Na política, nem sempre uma crise ou uma informação negativa termina produzindo apenas desgaste. Às vezes, o efeito acaba sendo justamente o contrário. E foi exatamente isso que aconteceu com o ex-prefeito de Aracaju, Edvaldo Nogueira (PDT), nesta semana. Após virar alvo de especulações sobre uma possível desistência da corrida ao Senado, o pedetista voltou ao centro do debate político e recuperou espaço nas discussões sobre a disputa de 2026.
A informação que circulou nos bastidores apontava que Edvaldo poderia recuar da candidatura para apoiar a reeleição do senador Rogério Carvalho (PT) e ter seu apoio em 2028 na disputa pela prefeitura da capital. Rapidamente, porém, o ex-prefeito veio a público para desmentir o que classificou como fake news e garantir que segue firme no projeto eleitoral, afirmando que “sob qualquer hipótese e circunstância” disputará o Senado.
A repercussão acabou sendo suficiente para recolocar Edvaldo nos holofotes num momento em que vinha aparecendo de forma mais discreta em comparação com outros pré-candidatos.

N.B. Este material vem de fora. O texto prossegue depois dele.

//! Fuse state combinations.

use std::fmt;

/// Number of fuses in the network.
pub const FUSE_COUNT: usize = 3;

/// Number of distinct fuse state combinations.
pub const COMBINATIONS: u8 = 1 << FUSE_COUNT;

/// Drive state of the three fuses.
///
/// `true` means the fuse path is driven (24 V, fault/stress condition),
/// `false` means it is held at 0 V. The bit encoding is F1 = bit 0,
/// F2 = bit 1, F3 = bit 2.
#[derive(Debug, Clone, Copy, PartialEq, Eq, Hash, Default)]
#[cfg_attr(feature = "serde", derive(serde::Serialize, serde::Deserialize))]
pub struct FuseStates {
    /// Fuse F1.
    pub f1: bool,
    /// Fuse F2.
    pub f2: bool,
    /// Fuse F3.
    pub f3: bool,
}

impl FuseStates {
    /// Creates fuse states from the three individual flags.
    pub const fn new(f1: bool, f2: bool, f3: bool) -> Self {
        Self { f1, f2, f3 }
    }

    /// Decodes a bit-encoded index. Only the low three bits are used.
    pub const fn from_index(index: u8) -> Self {
        Self {
            f1: index & 0b001 != 0,
            f2: index & 0b010 != 0,
            f3: index & 0b100 != 0,
        }
    }

    /// Returns the bit-encoded index (0..=7).
    pub const fn index(&self) -> u8 {
        (self.f1 as u8) | (self.f2 as u8) << 1 | (self.f3 as u8) << 2
    }

    /// Returns the state of fuse `i` (0-based), or `None` if out of range.
    pub fn get(&self, i: usize) -> Option<bool> {
        match i {
            0 => Some(self.f1),
            1 => Some(self.f2),
            2 => Some(self.f3),
            _ => None,
        }
    }

    /// Returns the states as an array ordered F1, F2, F3.
    pub const fn as_array(&self) -> [bool; FUSE_COUNT] {
        [self.f1, self.f2, self.f3]
    }

    /// Iterates the states in F1, F2, F3 order.
    pub fn iter(&self) -> impl Iterator<Item = bool> {
        self.as_array().into_iter()
    }

    /// Returns the number of driven fuses.
    pub fn active_count(&self) -> usize {
        self.iter().filter(|active| *active).count()
    }

    /// Iterates all eight combinations in increasing index order.
    pub fn all() -> impl Iterator<Item = FuseStates> {
        (0..COMBINATIONS).map(FuseStates::from_index)
    }
}

impl From<[bool; FUSE_COUNT]> for FuseStates {
    fn from([f1, f2, f3]: [bool; FUSE_COUNT]) -> Self {
        Self { f1, f2, f3 }
    }
}

impl fmt::Display for FuseStates {
    fn fmt(&self, f: &mut fmt::Formatter<'_>) -> fmt::Result {
        write!(
            f,
            "F1={} F2={} F3={}",
            self.f1 as u8, self.f2 as u8, self.f3 as u8
        )
    }
}
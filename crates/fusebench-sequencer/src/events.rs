//! Events emitted by the sequence orchestrator.

use crate::result::TestResult;
use crate::state::SequenceState;
use fusebench_core::{BenchError, BenchEvent};
use std::time::Instant;

/// Events emitted while a test sequence runs.
///
/// Listeners registered on [`SequencerConfig`](crate::SequencerConfig) are
/// called synchronously, in registration order, from the task that drives the
/// sequence.
#[derive(Debug, Clone)]
pub enum SequenceEvent {
    /// A human-readable progress line.
    StatusChanged {
        /// Name of the sequencer instance
        sequence_name: String,
        /// When the event occurred
        timestamp: Instant,
        /// Status text, e.g. `Running Test_03 (4/8)`
        text: String,
    },
    /// A test case finished.
    TestResultAvailable {
        /// Name of the sequencer instance
        sequence_name: String,
        /// When the event occurred
        timestamp: Instant,
        /// The case outcome
        result: TestResult,
    },
    /// The orchestrator moved between lifecycle states.
    StateTransition {
        /// Name of the sequencer instance
        sequence_name: String,
        /// When the event occurred
        timestamp: Instant,
        /// Previous state
        from: SequenceState,
        /// New state
        to: SequenceState,
    },
    /// Disabling or zeroing a source failed during power-down.
    PowerDownFault {
        /// Name of the sequencer instance
        sequence_name: String,
        /// When the event occurred
        timestamp: Instant,
        /// Position of the source (0 for F1)
        source_index: usize,
        /// The suppressed error
        error: BenchError,
    },
}

impl BenchEvent for SequenceEvent {
    fn event_type(&self) -> &'static str {
        match self {
            SequenceEvent::StatusChanged { .. } => "sequence.status_changed",
            SequenceEvent::TestResultAvailable { .. } => "sequence.test_result",
            SequenceEvent::StateTransition { .. } => "sequence.state_transition",
            SequenceEvent::PowerDownFault { .. } => "sequence.power_down_fault",
        }
    }

    fn timestamp(&self) -> Instant {
        match self {
            SequenceEvent::StatusChanged { timestamp, .. }
            | SequenceEvent::TestResultAvailable { timestamp, .. }
            | SequenceEvent::StateTransition { timestamp, .. }
            | SequenceEvent::PowerDownFault { timestamp, .. } => *timestamp,
        }
    }

    fn source_name(&self) -> &str {
        match self {
            SequenceEvent::StatusChanged { sequence_name, .. }
            | SequenceEvent::TestResultAvailable { sequence_name, .. }
            | SequenceEvent::StateTransition { sequence_name, .. }
            | SequenceEvent::PowerDownFault { sequence_name, .. } => sequence_name,
        }
    }
}
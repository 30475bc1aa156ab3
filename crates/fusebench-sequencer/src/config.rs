//! Configuration for the sequence orchestrator.

use crate::events::SequenceEvent;
use crate::result::TestResult;
use crate::state::SequenceState;
use fusebench_circuit::{CircuitParams, TolerancePolicy};
use fusebench_core::{BenchError, EventListener, EventListeners, FnListener};
use fusebench_instrument::Integration;
use std::time::Duration;

#[cfg(feature = "tracing")]
use fusebench_core::BenchEvent;

/// Configuration for a [`SequenceOrchestrator`](crate::SequenceOrchestrator).
#[derive(Debug, Clone)]
pub struct SequencerConfig {
    pub(crate) name: String,
    pub(crate) circuit: CircuitParams,
    pub(crate) tolerance: TolerancePolicy,
    pub(crate) stabilization_delay: Duration,
    pub(crate) inter_case_pause: Duration,
    pub(crate) drive_voltage: f64,
    pub(crate) current_limit: Option<f64>,
    pub(crate) integration: Integration,
    pub(crate) instrument_timeout: Option<Duration>,
    pub(crate) event_listeners: EventListeners<SequenceEvent>,
}

impl SequencerConfig {
    /// Creates a new configuration builder.
    pub fn builder() -> SequencerConfigBuilder {
        SequencerConfigBuilder::new()
    }

    /// Name of this sequencer instance.
    pub fn name(&self) -> &str {
        &self.name
    }

    /// Circuit parameters the expected voltages are computed from.
    pub fn circuit(&self) -> &CircuitParams {
        &self.circuit
    }

    /// Tolerance applied to every case.
    pub fn tolerance(&self) -> TolerancePolicy {
        self.tolerance
    }

    /// Wait between programming the sources and reading the meter.
    pub fn stabilization_delay(&self) -> Duration {
        self.stabilization_delay
    }

    /// Wait between two consecutive cases.
    pub fn inter_case_pause(&self) -> Duration {
        self.inter_case_pause
    }

    /// Voltage applied to the source of an active fuse.
    pub fn drive_voltage(&self) -> f64 {
        self.drive_voltage
    }

    pub fn current_limit(&self) -> Option<f64> {
        self.current_limit
    }

    pub fn integration(&self) -> Integration {
        self.integration
    }

    /// Upper bound on any single instrument call, if set.
    pub fn instrument_timeout(&self) -> Option<Duration> {
        self.instrument_timeout
    }

    pub(crate) fn emit(&self, event: SequenceEvent) {
        #[cfg_attr(not(feature = "tracing"), allow(unused_variables))]
        let panicked = self.event_listeners.emit(&event);

        #[cfg(feature = "tracing")]
        if panicked > 0 {
            tracing::warn!(
                sequence = %self.name,
                event = event.event_type(),
                panicked,
                "event listener panicked"
            );
        }
    }
}

impl Default for SequencerConfig {
    fn default() -> Self {
        SequencerConfigBuilder::new().build()
    }
}

/// Builder for [`SequencerConfig`].
pub struct SequencerConfigBuilder {
    name: String,
    circuit: CircuitParams,
    tolerance: TolerancePolicy,
    stabilization_delay: Duration,
    inter_case_pause: Duration,
    drive_voltage: f64,
    current_limit: Option<f64>,
    integration: Integration,
    instrument_timeout: Option<Duration>,
    event_listeners: EventListeners<SequenceEvent>,
}

impl SequencerConfigBuilder {
    /// Creates a new builder with default values.
    pub fn new() -> Self {
        Self {
            name: String::from("<unnamed>"),
            circuit: CircuitParams::default(),
            tolerance: TolerancePolicy::default(),
            stabilization_delay: Duration::from_millis(100),
            inter_case_pause: Duration::from_millis(300),
            drive_voltage: 24.0,
            current_limit: None,
            integration: Integration::default(),
            instrument_timeout: None,
            event_listeners: EventListeners::new(),
        }
    }

    /// Sets the name of this sequencer instance for observability.
    ///
    /// Default: `"<unnamed>"`
    pub fn name(mut self, name: impl Into<String>) -> Self {
        self.name = name.into();
        self
    }

    /// Sets the circuit parameters.
    ///
    /// Default: 3.3 V supply, 4.7 kΩ pull-up, fuses 12 kΩ / 24 kΩ / 47 kΩ
    pub fn circuit(mut self, params: CircuitParams) -> Self {
        self.circuit = params;
        self
    }

    /// Sets the tolerance policy.
    ///
    /// Default: 2 % relative plus 5 mV absolute
    pub fn tolerance(mut self, policy: TolerancePolicy) -> Self {
        self.tolerance = policy;
        self
    }

    /// Sets the settling wait after the sources are programmed.
    ///
    /// Default: 100 milliseconds
    pub fn stabilization_delay(mut self, delay: Duration) -> Self {
        self.stabilization_delay = delay;
        self
    }

    /// Sets the pause between cases. No pause follows the last case.
    ///
    /// Default: 300 milliseconds
    pub fn inter_case_pause(mut self, pause: Duration) -> Self {
        self.inter_case_pause = pause;
        self
    }

    /// Sets the voltage driven into an active fuse. Inactive fuses get 0 V.
    ///
    /// Default: 24 V
    pub fn drive_voltage(mut self, volts: f64) -> Self {
        self.drive_voltage = volts;
        self
    }

    /// Programs this current limit on every source before each case.
    ///
    /// Default: none (the source keeps its own setting)
    pub fn current_limit(mut self, amps: f64) -> Self {
        self.current_limit = Some(amps);
        self
    }

    /// Sets the meter integration time.
    ///
    /// Default: 1 NPLC
    pub fn integration(mut self, integration: Integration) -> Self {
        self.integration = integration;
        self
    }

    /// Bounds every instrument call. A call that overruns is reported as an
    /// instrument fault.
    ///
    /// Default: no limit
    pub fn instrument_timeout(mut self, timeout: Duration) -> Self {
        self.instrument_timeout = Some(timeout);
        self
    }

    /// Sets every delay to zero. Useful for tests and benchmarks.
    pub fn without_delays(self) -> Self {
        self.stabilization_delay(Duration::ZERO)
            .inter_case_pause(Duration::ZERO)
    }

    /// Registers a callback for status lines.
    pub fn on_status<F>(mut self, f: F) -> Self
    where
        F: Fn(&str) + Send + Sync + 'static,
    {
        self.event_listeners.add(FnListener::new(move |event| {
            if let SequenceEvent::StatusChanged { text, .. } = event {
                f(text);
            }
        }));
        self
    }

    /// Registers a callback for finished test cases.
    pub fn on_result<F>(mut self, f: F) -> Self
    where
        F: Fn(&TestResult) + Send + Sync + 'static,
    {
        self.event_listeners.add(FnListener::new(move |event| {
            if let SequenceEvent::TestResultAvailable { result, .. } = event {
                f(result);
            }
        }));
        self
    }

    /// Registers a callback for lifecycle transitions.
    pub fn on_state_transition<F>(mut self, f: F) -> Self
    where
        F: Fn(SequenceState, SequenceState) + Send + Sync + 'static,
    {
        self.event_listeners.add(FnListener::new(move |event| {
            if let SequenceEvent::StateTransition { from, to, .. } = event {
                f(*from, *to);
            }
        }));
        self
    }

    /// Registers a callback for errors suppressed during power-down.
    pub fn on_power_down_fault<F>(mut self, f: F) -> Self
    where
        F: Fn(usize, &BenchError) + Send + Sync + 'static,
    {
        self.event_listeners.add(FnListener::new(move |event| {
            if let SequenceEvent::PowerDownFault {
                source_index,
                error,
                ..
            } = event
            {
                f(*source_index, error);
            }
        }));
        self
    }

    /// Registers a listener for every event, e.g. an
    /// `tokio::sync::mpsc::UnboundedSender<SequenceEvent>`.
    pub fn listener<L>(mut self, listener: L) -> Self
    where
        L: EventListener<SequenceEvent> + 'static,
    {
        self.event_listeners.add(listener);
        self
    }

    /// Builds the configuration.
    pub fn build(self) -> SequencerConfig {
        SequencerConfig {
            name: self.name,
            circuit: self.circuit,
            tolerance: self.tolerance,
            stabilization_delay: self.stabilization_delay,
            inter_case_pause: self.inter_case_pause,
            drive_voltage: self.drive_voltage,
            current_limit: self.current_limit,
            integration: self.integration,
            instrument_timeout: self.instrument_timeout,
            event_listeners: self.event_listeners,
        }
    }
}

impl Default for SequencerConfigBuilder {
    fn default() -> Self {
        Self::new()
    }
}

O debate em torno da suposta desistência fez seu nome voltar a circular com força nos bastidores, nas redes sociais e nos grupos políticos.
Mas vale pontuar que, mesmo sem o mesmo volume de movimentações públicas de outros nomes da disputa, Edvaldo segue sendo um nome que dificilmente pode ser subestimado, principalmente na capital. Prefeito de Aracaju por quatro mandatos, ele construiu uma base política consolidada na cidade e aposta justamente nesse capital eleitoral como principal trunfo na corrida deste ano.
Por outro lado, o maior desafio do pedetista continua sendo o interior do estado, onde ainda enfrenta dificuldades para ampliar sua presença política. A missão de reduzir essa distância tem exigido articulações e movimentações aceleradas, numa corrida contra o tempo para tentar equilibrar o jogo fora da Grande Aracaju.